◆ Task to carry out: Count the lines below with the string "exact" in them. Only the number should be given.

◆ Material to process:
use std::io::{BufRead, IsTerminal, Write};
use std::path::Path;

use anyhow::{bail, Context, Result};
use log::{info, warn};

use crate::rh::compile::{self, JoinSummary};
use crate::rh::persons::{save_persons, scan_or_load_persons, scan_persons};
use crate::rh::scan::{scan as scan_months, MonthReport, Sufficiency};
use crate::rh::session::Session;
use crate::rh::store::FsStore;
use crate::rh::{month_label, Layout};

fn open_root(root: &Path) -> Result<FsStore> {
    if !root.is_dir() {
        bail!("Root folder not found: {}", root.display());
    }
    Ok(FsStore::new(root))
}

fn session(year: i32, months: &[String]) -> Session {
    let year = year.to_string();
    let months = months.iter().map(|m| month_label(&year, m)).collect();
    Session::new(year, months)
}

pub fn scan(root: &Path, year: i32, months: &[String], json: bool) -> Result<()> {
    let store = open_root(root)?;
    let session = session(year, months);
    let layout = Layout::default();

    let result = scan_months(&store, &store, &layout, &session.year, &session.selected_months)?;

    if json {
        println!("{}", serde_json::to_string_pretty(&result)?);
        return Ok(());
    }

    for report in &result.month_reports {
        let changed = if report.has_changes { "changed" } else { "unchanged" };
        println!(
            "{}: {} of {} groups, {} files ({})",
            report.month,
            report.group_count(),
            layout.total_groups(),
            report.total_files,
            changed
        );
        if let Some(previous) = &report.previous_scan_date {
            println!("  last scan: {}", previous);
        }
        for (group, record) in &report.groups {
            println!("  group {:>2}: {} file(s)", group, record.files.len());
        }
        for error in &report.errors {
            println!("  {}", error);
        }
    }
    println!("Total: {} files", result.total_files);

    Ok(())
}

/// Ask on the terminal whether to compile a month below the group threshold.
/// `yes` answers for the user; without a terminal the answer is no.
fn confirm_insufficient(yes: bool) -> impl FnMut(&MonthReport, Sufficiency) -> bool {
    move |report, sufficiency| {
        let Sufficiency::NeedsConfirmation {
            groups,
            required,
            total,
        } = sufficiency
        else {
            return true;
        };
        if yes {
            info!("{}: compiling {} of {} groups (--yes)", report.month, groups, total);
            return true;
        }
        if !std::io::stdin().is_terminal() {
            return false;
        }

        eprint!(
            "{}: only {} of {} groups have files ({} required). Compile anyway? [y/N] ",
            report.month, groups, total, required
        );
        let _ = std::io::stderr().flush();
        let mut answer = String::new();
        if std::io::stdin().lock().read_line(&mut answer).is_err() {
            return false;
        }
        matches!(answer.trim().to_ascii_lowercase().as_str(), "y" | "yes")
    }
}

fn print_summary(summary: &JoinSummary) -> Result<()> {
    for key in &summary.created {
        println!("created {}", key);
    }
    for skipped in &summary.skipped {
        println!("skipped {}: {}", skipped.target, skipped.error);
    }
    for failed in &summary.failed {
        println!("failed {}: {}", failed.target, failed.error);
    }
    println!(
        "{} created, {} skipped, {} failed",
        summary.created.len(),
        summary.skipped.len(),
        summary.failed.len()
    );

    if !summary.failed.is_empty() {
        bail!("{} document(s) could not be compiled", summary.failed.len());
    }
    Ok(())
}

pub fn base(root: &Path, year: i32, months: &[String], yes: bool, combine: bool) -> Result<()> {
    let store = open_root(root)?;
    let layout = Layout::default();
    let session = session(year, months);

    let result = scan_months(&store, &store, &layout, &session.year, &session.selected_months)?;
    let session = session.with_scan(result);
    let Some(scan) = &session.scan else {
        return Ok(());
    };

    let mut confirm = confirm_insufficient(yes);
    let summary = if combine {
        compile::join_combined(&store, &layout, scan, &mut confirm)
    } else {
        compile::join_all(&store, &layout, scan, &mut confirm)
    };
    print_summary(&summary)
}

pub fn bases(root: &Path) -> Result<()> {
    let store = open_root(root)?;
    let months = compile::available_base_months(&store, &Layout::default());
    if months.is_empty() {
        println!("No base documents");
    }
    for month in months {
        println!("{}", month);
    }
    Ok(())
}

pub fn persons(root: &Path, year: i32, months: &[String], json: bool) -> Result<()> {
    let store = open_root(root)?;
    let layout = Layout::default();
    let session = session(year, months);

    let found = scan_persons(&store, &layout, &session.selected_months)?;
    save_persons(&store, &layout, &found)?;

    if json {
        println!("{}", serde_json::to_string_pretty(&found)?);
        return Ok(());
    }
    for person in &found {
        let flag = if person.is_simple { "" } else { " (similar name)" };
        println!("{}{}: {}", person.name, flag, person.months.join(", "));
    }
    println!("{} people", found.len());
    Ok(())
}

pub fn final_docs(root: &Path, year: i32, months: &[String], selected: &[String]) -> Result<()> {
    let store = open_root(root)?;
    let layout = Layout::default();
    let session = session(year, months);

    let found = scan_or_load_persons(&store, &layout, &session.selected_months)
        .context("No person list available")?;
    let session = session
        .with_persons(found)
        .with_selected_persons(selected.to_vec());

    let targets = session.target_persons();
    if targets.is_empty() {
        bail!("No matching people found");
    }
    for name in &session.selected_persons {
        if !targets.iter().any(|p| &p.name == name) {
            warn!("No documents found for {}", name);
        }
    }

    let summary = compile::join_final(&store, &layout, &targets, &session.selected_months);
    print_summary(&summary)
}
use std::fmt;
use std::path::Path;

use anyhow::{Context, Result};

use crate::pdf::ComposeError;

/// Raster formats accepted as input pages.
#[derive(Debug, Clone, Copy, PartialEq, Eq)]
pub enum ImageFormat {
    Jpeg,
    Png,
}

#[derive(Debug, Clone, Copy, PartialEq, Eq)]
pub enum SourceKind {
    Pdf,
    Image(ImageFormat),
}

impl SourceKind {
    /// Infer the kind from a file name's extension (case-insensitive).
    pub fn from_name(name: &str) -> Option<Self> {
        let ext = Path::new(name).extension()?.to_str()?.to_ascii_lowercase();
        match ext.as_str() {
            "pdf" => Some(SourceKind::Pdf),
            "jpg" | "jpeg" => Some(SourceKind::Image(ImageFormat::Jpeg)),
            "png" => Some(SourceKind::Image(ImageFormat::Png)),
            _ => None,
        }
    }
}

impl fmt::Display for SourceKind {
    fn fmt(&self, f: &mut fmt::Formatter<'_>) -> fmt::Result {
        match self {
            SourceKind::Pdf => f.write_str("pdf"),
            SourceKind::Image(_) => f.write_str("image"),
        }
    }
}

/// An input document: its name, raw bytes and inferred type.
#[derive(Debug, Clone)]
pub struct SourceFile {
    pub name: String,
    pub bytes: Vec<u8>,
    pub kind: SourceKind,
}

impl SourceFile {
    pub fn from_bytes(name: impl Into<String>, bytes: Vec<u8>) -> Result<Self, ComposeError> {
        let name = name.into();
        let kind =
            SourceKind::from_name(&name).ok_or_else(|| ComposeError::Unsupported(name.clone()))?;
        Ok(SourceFile { name, bytes, kind })
    }

    pub fn read<P: AsRef<Path>>(path: P) -> Result<Self> {
        let path = path.as_ref();
        let name = path
            .file_name()
            .and_then(|n| n.to_str())
            .unwrap_or_default()
            .to_string();
        let bytes =
            std::fs::read(path).with_context(|| format!("Failed to read {}", path.display()))?;
        Ok(SourceFile::from_bytes(name, bytes)?)
    }
}

#[cfg(test)]
mod tests {
    use super::*;

    #[test]
    fn test_kind_from_extension() {
        assert_eq!(SourceKind::from_name("a.PDF"), Some(SourceKind::Pdf));
        assert_eq!(
            SourceKind::from_name("scan.jpeg"),
            Some(SourceKind::Image(ImageFormat::Jpeg))
        );
        assert_eq!(
            SourceKind::from_name("scan.Jpg"),
            Some(SourceKind::Image(ImageFormat::Jpeg))
        );
        assert_eq!(
            SourceKind::from_name("x.png"),
            Some(SourceKind::Image(ImageFormat::Png))
        );
        assert_eq!(SourceKind::from_name("notes.txt"), None);
        assert_eq!(SourceKind::from_name("pdf"), None);
    }

    #[test]
    fn test_unsupported_source() {
        let err = SourceFile::from_bytes("notes.docx", vec![]).unwrap_err();
        assert!(err.to_string().contains("notes.docx"));
    }
}
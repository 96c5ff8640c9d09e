use std::collections::{BTreeMap, BTreeSet};
use std::sync::OnceLock;

use anyhow::{bail, Context, Result};
use log::{info, warn};
use regex::Regex;
use serde::{Deserialize, Serialize};

use super::store::ArtifactStore;
use super::Layout;

/// Neighbouring names more similar than this are flagged as complex.
const SIMILARITY_THRESHOLD: f64 = 0.3;

#[derive(Debug, Clone, PartialEq, Serialize, Deserialize)]
#[serde(rename_all = "camelCase")]
pub struct PersonRecord {
    pub name: String,
    pub months: Vec<String>,
    /// False when the name is easily confused with a neighbour.
    pub is_simple: bool,
    pub full_filenames: Vec<String>,
}

fn person_file_pattern() -> Option<&'static Regex> {
    static PATTERN: OnceLock<Option<Regex>> = OnceLock::new();
    PATTERN
        .get_or_init(|| Regex::new(r"^[0-9]{2}_[0-9]{4}\s+(.+)\.pdf$").ok())
        .as_ref()
}

/// Extract the person name from `MM_YYYY <name>.pdf`: digits dropped,
/// whitespace collapsed.
pub fn person_name(file_name: &str) -> Option<String> {
    let captured = person_file_pattern()?.captures(file_name)?.get(1)?.as_str();
    let without_digits: String = captured.chars().filter(|c| !c.is_ascii_digit()).collect();
    let name = without_digits.split_whitespace().collect::<Vec<_>>().join(" ");
    (!name.is_empty()).then_some(name)
}

/// Share of the longer name's characters that the shorter name covers.
pub fn similarity(a: &str, b: &str) -> f64 {
    let (longer, shorter) = if a.chars().count() > b.chars().count() {
        (a, b)
    } else {
        (b, a)
    };
    let longer_len = longer.chars().count();
    if longer_len == 0 {
        return 1.0;
    }
    let matches = shorter.chars().filter(|c| longer.contains(*c)).count();
    matches as f64 / longer_len as f64
}

/// Build the sorted person list, flagging names too similar to a sorted neighbour.
pub fn classify(found: BTreeMap<String, (BTreeSet<String>, Vec<String>)>) -> Vec<PersonRecord> {
    let names: Vec<&String> = found.keys().collect();
    let complex: Vec<bool> = (0..names.len())
        .map(|i| {
            let before = i
                .checked_sub(1)
                .map(|j| similarity(names[i], names[j]) > SIMILARITY_THRESHOLD);
            let after = names
                .get(i + 1)
                .map(|next| similarity(names[i], next) > SIMILARITY_THRESHOLD);
            before.unwrap_or(false) || after.unwrap_or(false)
        })
        .collect();

    found
        .into_iter()
        .zip(complex)
        .map(|((name, (months, full_filenames)), complex)| PersonRecord {
            name,
            months: months.into_iter().collect(),
            is_simple: !complex,
            full_filenames,
        })
        .collect()
}

/// Collect the people with documents in `1/<month>/` for each of `months`.
pub fn scan_persons(
    files: &dyn ArtifactStore,
    layout: &Layout,
    months: &[String],
) -> Result<Vec<PersonRecord>> {
    if months.is_empty() {
        bail!("At least one month is required");
    }

    let mut found: BTreeMap<String, (BTreeSet<String>, Vec<String>)> = BTreeMap::new();
    for month in months {
        let dir = layout.month_dir(layout.person_group, month);
        let names = match files.list(&dir) {
            Ok(names) => names,
            Err(e) => {
                warn!("Skipping {}: {:#}", dir, e);
                continue;
            }
        };

        for file_name in names {
            let Some(person) = person_name(&file_name) else {
                continue;
            };
            let entry = found.entry(person).or_default();
            entry.0.insert(month.clone());
            entry.1.push(file_name);
        }
    }

    let persons = classify(found);
    info!(
        "Found {} people ({} complex names)",
        persons.len(),
        persons.iter().filter(|p| !p.is_simple).count()
    );
    Ok(persons)
}

pub fn save_persons(files: &dyn ArtifactStore, layout: &Layout, persons: &[PersonRecord]) -> Result<()> {
    let json = serde_json::to_vec_pretty(persons)?;
    let key = layout.persons_key();
    files
        .write(&key, &json)
        .with_context(|| format!("Failed to save {}", key))
}

pub fn load_persons(files: &dyn ArtifactStore, layout: &Layout) -> Result<Vec<PersonRecord>> {
    let key = layout.persons_key();
    let bytes = files.read(&key)?;
    serde_json::from_slice(&bytes).with_context(|| format!("Failed to parse {}", key))
}

/// Scan `months`, falling back to the saved list when the scan finds no one.
/// Saved people are kept only for the months asked for.
pub fn scan_or_load_persons(
    files: &dyn ArtifactStore,
    layout: &Layout,
    months: &[String],
) -> Result<Vec<PersonRecord>> {
    let found = scan_persons(files, layout, months)?;
    if !found.is_empty() {
        return Ok(found);
    }

    warn!("No people found in folder {}, using saved list", layout.person_group);
    let saved = load_persons(files, layout)?;
    Ok(saved
        .into_iter()
        .filter(|p| p.months.iter().any(|m| months.contains(m)))
        .collect())
}

#[cfg(test)]
mod tests {
    use super::*;
    use crate::rh::store::MemoryStore;

    #[test]
    fn test_person_name_extraction() {
        assert_eq!(person_name("01_2025 Ana Silva.pdf").as_deref(), Some("Ana Silva"));
        assert_eq!(person_name("01_2025   Ana   2 Silva .pdf").as_deref(), Some("Ana Silva"));
        assert_eq!(person_name("01_2025 Zé.pdf").as_deref(), Some("Zé"));
        assert_eq!(person_name("01_2025 123.pdf"), None);
        assert_eq!(person_name("01_2025 Ana.png"), None);
        assert_eq!(person_name("1_2025 Ana.pdf"), None);
        assert_eq!(person_name("01_2025Ana.pdf"), None);
    }

    #[test]
    fn test_similarity() {
        assert_eq!(similarity("", ""), 1.0);
        assert_eq!(similarity("abc", "abc"), 1.0);
        assert_eq!(similarity("Ana", "Zé"), 0.0);
        // "Ana" is longer; 'Z' and 'é' are absent
        assert_eq!(similarity("Zé", "Ana"), 0.0);
        assert!(similarity("Ana Silva", "Ana Sousa") > 0.3);
    }

    fn found(names: &[&str]) -> BTreeMap<String, (BTreeSet<String>, Vec<String>)> {
        names
            .iter()
            .map(|n| {
                (
                    n.to_string(),
                    (
                        BTreeSet::from(["01_2025".to_string()]),
                        vec![format!("01_2025 {}.pdf", n)],
                    ),
                )
            })
            .collect()
    }

    #[test]
    fn test_similar_neighbours_are_complex() {
        let persons = classify(found(&["Ana Silva", "Ana Sousa"]));
        assert!(persons.iter().all(|p| !p.is_simple));
    }

    #[test]
    fn test_distinct_neighbours_are_simple() {
        let persons = classify(found(&["Ana", "Zé"]));
        assert_eq!(persons[0].name, "Ana");
        assert!(persons.iter().all(|p| p.is_simple));
    }

    #[test]
    fn test_scan_persons_across_months() {
        let store = MemoryStore::new();
        store.put("1/02_2025/02_2025 Ana.pdf", vec![]);
        store.put("1/01_2025/01_2025 Ana.pdf", vec![]);
        store.put("1/01_2025/01_2025 Zé.pdf", vec![]);
        store.put("1/01_2025/notes.txt", vec![]);
        let layout = Layout::default();
        let months = vec![
            "02_2025".to_string(),
            "01_2025".to_string(),
            "03_2025".to_string(),
        ];

        let persons = scan_persons(&store, &layout, &months).unwrap();
        assert_eq!(persons.len(), 2);
        assert_eq!(persons[0].name, "Ana");
        assert_eq!(persons[0].months, vec!["01_2025", "02_2025"]);
        assert_eq!(persons[0].full_filenames.len(), 2);
        assert_eq!(persons[1].name, "Zé");

        save_persons(&store, &layout, &persons).unwrap();
        assert!(store.contains("15/persons.json"));
        assert_eq!(load_persons(&store, &layout).unwrap(), persons);
    }

    #[test]
    fn test_persons_json_shape() {
        let persons = classify(found(&["Ana"]));
        let json = serde_json::to_value(&persons).unwrap();
        assert_eq!(json[0]["isSimple"], true);
        assert_eq!(json[0]["fullFilenames"][0], "01_2025 Ana.pdf");
    }

    #[test]
    fn test_saved_list_used_when_scan_finds_no_one() {
        let store = MemoryStore::new();
        let layout = Layout::default();
        let months = vec!["01_2025".to_string()];

        assert!(scan_or_load_persons(&store, &layout, &months).is_err());

        let mut saved = classify(found(&["Ana", "Zé"]));
        saved[1].months = vec!["02_2025".to_string()];
        save_persons(&store, &layout, &saved).unwrap();

        let persons = scan_or_load_persons(&store, &layout, &months).unwrap();
        assert_eq!(persons.len(), 1);
        assert_eq!(persons[0].name, "Ana");

        store.put("1/01_2025/01_2025 Rui.pdf", vec![]);
        let persons = scan_or_load_persons(&store, &layout, &months).unwrap();
        assert_eq!(persons.len(), 1);
        assert_eq!(persons[0].name, "Rui");
    }

    #[test]
    fn test_scan_persons_requires_months() {
        assert!(scan_persons(&MemoryStore::new(), &Layout::default(), &[]).is_err());
    }
}
//! Compiling base documents per month and final documents per person.

use anyhow::{bail, Context, Result};
use log::{debug, info, warn};
use serde::Serialize;

use super::persons::{person_name, PersonRecord};
use super::scan::{MonthReport, ScanResult, Sufficiency};
use super::store::ArtifactStore;
use super::Layout;
use crate::output::{base_file_name, final_file_name, month_from_base_file_name};
use crate::pdf::{merge_sources, PdfDocument};
use crate::source::SourceFile;

/// Decides whether a month with too few groups is compiled anyway.
pub type Confirm<'a> = dyn FnMut(&MonthReport, Sufficiency) -> bool + 'a;

#[derive(Debug, Clone, PartialEq, Serialize)]
pub struct Failure {
    pub target: String,
    pub error: String,
}

#[derive(Debug, Default, Clone, PartialEq, Serialize)]
pub struct JoinSummary {
    /// Keys of the written documents.
    pub created: Vec<String>,
    /// Months left out, with the reason.
    pub skipped: Vec<Failure>,
    pub failed: Vec<Failure>,
}

impl JoinSummary {
    fn fail(&mut self, target: &str, error: anyhow::Error) {
        warn!("{}: {:#}", target, error);
        self.failed.push(Failure {
            target: target.to_string(),
            error: format!("{:#}", error),
        });
    }

    fn skip(&mut self, target: &str, reason: String) {
        info!("Skipping {}: {}", target, reason);
        self.skipped.push(Failure {
            target: target.to_string(),
            error: reason,
        });
    }
}

/// Read the scanned files of a month: groups in numeric order, files in scan order.
pub fn month_sources(files: &dyn ArtifactStore, report: &MonthReport) -> Result<Vec<SourceFile>> {
    let mut sources = Vec::with_capacity(report.total_files);
    for record in report.groups.values() {
        for file in &record.files {
            let key = format!("{}/{}", record.path, file.name);
            let bytes = files.read(&key)?;
            sources.push(SourceFile::from_bytes(file.name.clone(), bytes)?);
        }
    }
    Ok(sources)
}

/// Compile the months of `reports` into one base document and write it to the
/// base folder. Returns the key of the written file.
///
/// Nothing is written when any file fails.
pub fn compile_base(
    files: &dyn ArtifactStore,
    layout: &Layout,
    reports: &[&MonthReport],
) -> Result<String> {
    let months: Vec<String> = reports.iter().map(|r| r.month.clone()).collect();
    let mut sources = Vec::new();
    for report in reports {
        sources.extend(month_sources(files, report)?);
    }
    if sources.is_empty() {
        bail!("No files to compile for {}", months.join(", "));
    }

    debug!("Compiling {} files for {}", sources.len(), months.join(", "));
    let mut doc = merge_sources(&sources)?;
    let bytes = PdfDocument::to_bytes(&mut doc)?;

    let key = layout.base_key(&base_file_name(&months));
    files.write(&key, &bytes)?;
    info!("Created {} ({} pages)", key, doc.get_pages().len());
    Ok(key)
}

/// Whether `report` should be compiled, consulting `confirm` for months
/// below the group threshold. `Err` carries the reason to skip.
fn admit(report: &MonthReport, layout: &Layout, confirm: &mut Confirm<'_>) -> Result<(), String> {
    if report.groups.is_empty() {
        return Err("no group has files".to_string());
    }
    match report.sufficiency(layout) {
        Sufficiency::Sufficient { .. } => Ok(()),
        needs @ Sufficiency::NeedsConfirmation {
            groups,
            required,
            total,
        } => {
            if confirm(report, needs) {
                Ok(())
            } else {
                Err(format!(
                    "only {} of {} groups have files ({} required)",
                    groups, total, required
                ))
            }
        }
    }
}

/// Compile one base document per scanned month.
pub fn join_all(
    files: &dyn ArtifactStore,
    layout: &Layout,
    scan: &ScanResult,
    confirm: &mut Confirm<'_>,
) -> JoinSummary {
    let mut summary = JoinSummary::default();
    for report in &scan.month_reports {
        if let Err(reason) = admit(report, layout, confirm) {
            summary.skip(&report.month, reason);
            continue;
        }
        match compile_base(files, layout, &[report]) {
            Ok(key) => summary.created.push(key),
            Err(e) => summary.fail(&report.month, e),
        }
    }
    summary
}

/// Compile every admitted month of the scan into a single base document.
pub fn join_combined(
    files: &dyn ArtifactStore,
    layout: &Layout,
    scan: &ScanResult,
    confirm: &mut Confirm<'_>,
) -> JoinSummary {
    let mut summary = JoinSummary::default();
    let mut admitted = Vec::new();
    for report in &scan.month_reports {
        match admit(report, layout, confirm) {
            Ok(()) => admitted.push(report),
            Err(reason) => summary.skip(&report.month, reason),
        }
    }
    if admitted.is_empty() {
        return summary;
    }

    let months: Vec<String> = admitted.iter().map(|r| r.month.clone()).collect();
    match compile_base(files, layout, &admitted) {
        Ok(key) => summary.created.push(key),
        Err(e) => summary.fail(&base_file_name(&months), e),
    }
    summary
}

/// Months that already have a base document, sorted.
pub fn available_base_months(files: &dyn ArtifactStore, layout: &Layout) -> Vec<String> {
    let dir = layout.base_folder.to_string();
    let names = match files.list(&dir) {
        Ok(names) => names,
        Err(e) => {
            debug!("{:#}", e);
            return Vec::new();
        }
    };
    let mut months: Vec<String> = names
        .iter()
        .filter_map(|name| month_from_base_file_name(name))
        .map(str::to_string)
        .collect();
    months.sort();
    months
}

/// The PDF in the person folder of `month` whose parsed name is `person`.
/// Without one, the first PDF whose name contains `person`.
pub fn find_person_file(
    files: &dyn ArtifactStore,
    layout: &Layout,
    month: &str,
    person: &str,
) -> Result<Option<String>> {
    let dir = layout.month_dir(layout.person_group, month);
    let pdfs: Vec<String> = files
        .list(&dir)?
        .into_iter()
        .filter(|name| name.ends_with(".pdf"))
        .collect();
    let exact = pdfs
        .iter()
        .position(|name| person_name(name).as_deref() == Some(person));
    let found = exact.or_else(|| pdfs.iter().position(|name| name.contains(person)));
    Ok(found.map(|i| pdfs[i].clone()))
}

/// Person pages first, then the month's base pages. Returns the written key.
pub fn compile_final(
    files: &dyn ArtifactStore,
    layout: &Layout,
    person: &str,
    month: &str,
) -> Result<String> {
    let base_name = base_file_name(&[month.to_string()]);
    let base = files
        .read(&layout.base_key(&base_name))
        .with_context(|| format!("No base document for {}", month))?;

    let person_file = find_person_file(files, layout, month, person)?
        .with_context(|| format!("No document for {} in {}", person, month))?;
    let person_dir = layout.month_dir(layout.person_group, month);
    let person_bytes = files.read(&format!("{}/{}", person_dir, person_file))?;

    let sources = [
        SourceFile::from_bytes(person_file, person_bytes)?,
        SourceFile::from_bytes(base_name, base)?,
    ];
    let mut doc = merge_sources(&sources)?;
    let bytes = PdfDocument::to_bytes(&mut doc)?;

    let key = layout.final_key(person, month, &final_file_name(month, person));
    files.write(&key, &bytes)?;
    info!("Created {}", key);
    Ok(key)
}

/// Final documents for `persons` over `months`, skipping months in which a
/// person has no document. Failures are collected and the rest continues.
pub fn join_final(
    files: &dyn ArtifactStore,
    layout: &Layout,
    persons: &[PersonRecord],
    months: &[String],
) -> JoinSummary {
    let mut summary = JoinSummary::default();
    for person in persons {
        for month in months.iter().filter(|m| person.months.contains(m)) {
            match compile_final(files, layout, &person.name, month) {
                Ok(key) => summary.created.push(key),
                Err(e) => summary.fail(&format!("{} {}", person.name, month), e),
            }
        }
    }
    summary
}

◆ The answer: 2